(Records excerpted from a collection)
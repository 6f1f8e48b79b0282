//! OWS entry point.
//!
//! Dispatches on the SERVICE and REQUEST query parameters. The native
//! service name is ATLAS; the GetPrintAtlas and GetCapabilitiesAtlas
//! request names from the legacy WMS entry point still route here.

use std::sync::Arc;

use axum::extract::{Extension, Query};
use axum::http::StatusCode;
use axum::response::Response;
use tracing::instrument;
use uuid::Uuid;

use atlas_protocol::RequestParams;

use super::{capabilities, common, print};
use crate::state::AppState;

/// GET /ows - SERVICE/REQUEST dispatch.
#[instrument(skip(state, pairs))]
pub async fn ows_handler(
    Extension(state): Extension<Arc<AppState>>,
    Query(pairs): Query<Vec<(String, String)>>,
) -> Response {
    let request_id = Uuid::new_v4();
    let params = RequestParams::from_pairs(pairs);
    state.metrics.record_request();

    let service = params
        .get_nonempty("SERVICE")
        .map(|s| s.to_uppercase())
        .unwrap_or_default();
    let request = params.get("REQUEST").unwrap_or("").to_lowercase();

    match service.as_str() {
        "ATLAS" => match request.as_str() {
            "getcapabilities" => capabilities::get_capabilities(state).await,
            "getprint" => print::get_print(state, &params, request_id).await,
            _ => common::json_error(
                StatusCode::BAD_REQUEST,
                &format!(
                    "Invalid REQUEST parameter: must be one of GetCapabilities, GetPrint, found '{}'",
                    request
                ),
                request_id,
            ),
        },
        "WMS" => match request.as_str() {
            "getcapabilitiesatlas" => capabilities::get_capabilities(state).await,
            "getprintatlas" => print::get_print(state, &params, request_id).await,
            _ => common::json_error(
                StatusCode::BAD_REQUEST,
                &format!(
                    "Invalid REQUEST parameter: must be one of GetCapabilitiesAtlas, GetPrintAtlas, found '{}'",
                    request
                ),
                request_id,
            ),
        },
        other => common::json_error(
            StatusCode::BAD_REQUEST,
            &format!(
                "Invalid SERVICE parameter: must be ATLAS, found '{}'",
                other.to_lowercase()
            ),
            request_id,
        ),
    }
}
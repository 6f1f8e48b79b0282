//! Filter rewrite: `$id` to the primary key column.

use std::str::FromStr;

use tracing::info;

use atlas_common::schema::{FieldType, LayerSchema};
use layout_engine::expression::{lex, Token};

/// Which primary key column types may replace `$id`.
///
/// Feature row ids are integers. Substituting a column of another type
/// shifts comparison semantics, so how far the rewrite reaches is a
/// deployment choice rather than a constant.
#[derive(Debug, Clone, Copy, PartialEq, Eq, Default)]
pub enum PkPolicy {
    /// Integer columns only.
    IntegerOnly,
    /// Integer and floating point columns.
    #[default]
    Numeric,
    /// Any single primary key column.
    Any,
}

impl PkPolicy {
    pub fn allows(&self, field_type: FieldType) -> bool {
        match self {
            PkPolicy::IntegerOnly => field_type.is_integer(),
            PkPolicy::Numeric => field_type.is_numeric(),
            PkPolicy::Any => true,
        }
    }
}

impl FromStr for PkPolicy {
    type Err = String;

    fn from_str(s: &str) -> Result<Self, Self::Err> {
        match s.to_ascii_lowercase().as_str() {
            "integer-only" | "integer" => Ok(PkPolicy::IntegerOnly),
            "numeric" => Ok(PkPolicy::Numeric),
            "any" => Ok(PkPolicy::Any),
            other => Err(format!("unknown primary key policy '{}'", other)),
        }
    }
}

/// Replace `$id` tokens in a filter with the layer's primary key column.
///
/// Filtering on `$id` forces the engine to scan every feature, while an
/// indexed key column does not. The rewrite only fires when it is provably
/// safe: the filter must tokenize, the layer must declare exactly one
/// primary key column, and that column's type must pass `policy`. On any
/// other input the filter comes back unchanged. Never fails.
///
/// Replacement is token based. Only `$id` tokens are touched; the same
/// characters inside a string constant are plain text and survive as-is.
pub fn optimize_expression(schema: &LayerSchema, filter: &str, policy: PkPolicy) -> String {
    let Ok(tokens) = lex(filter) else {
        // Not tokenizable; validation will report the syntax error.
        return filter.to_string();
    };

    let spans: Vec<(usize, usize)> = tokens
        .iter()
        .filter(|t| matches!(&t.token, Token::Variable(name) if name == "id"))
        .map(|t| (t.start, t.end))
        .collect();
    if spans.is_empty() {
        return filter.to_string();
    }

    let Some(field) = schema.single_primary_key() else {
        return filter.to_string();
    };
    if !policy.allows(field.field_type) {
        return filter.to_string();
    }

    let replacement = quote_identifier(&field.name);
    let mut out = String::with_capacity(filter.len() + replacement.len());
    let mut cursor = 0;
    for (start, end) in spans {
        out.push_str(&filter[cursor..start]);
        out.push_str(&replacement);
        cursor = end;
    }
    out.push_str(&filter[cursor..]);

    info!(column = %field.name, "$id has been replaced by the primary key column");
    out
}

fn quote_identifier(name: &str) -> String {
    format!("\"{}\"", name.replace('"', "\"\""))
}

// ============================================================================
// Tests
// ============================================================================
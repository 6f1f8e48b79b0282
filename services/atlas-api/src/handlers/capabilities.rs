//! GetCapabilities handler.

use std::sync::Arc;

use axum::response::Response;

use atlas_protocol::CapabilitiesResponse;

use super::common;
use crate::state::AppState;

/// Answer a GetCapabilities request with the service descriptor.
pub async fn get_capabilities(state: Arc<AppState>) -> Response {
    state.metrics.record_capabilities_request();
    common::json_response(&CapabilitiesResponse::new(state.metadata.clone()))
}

[What is needed]:
In the records above, how many lines hold the string "Uuid"? Only the number should be given.

[Written response]:
2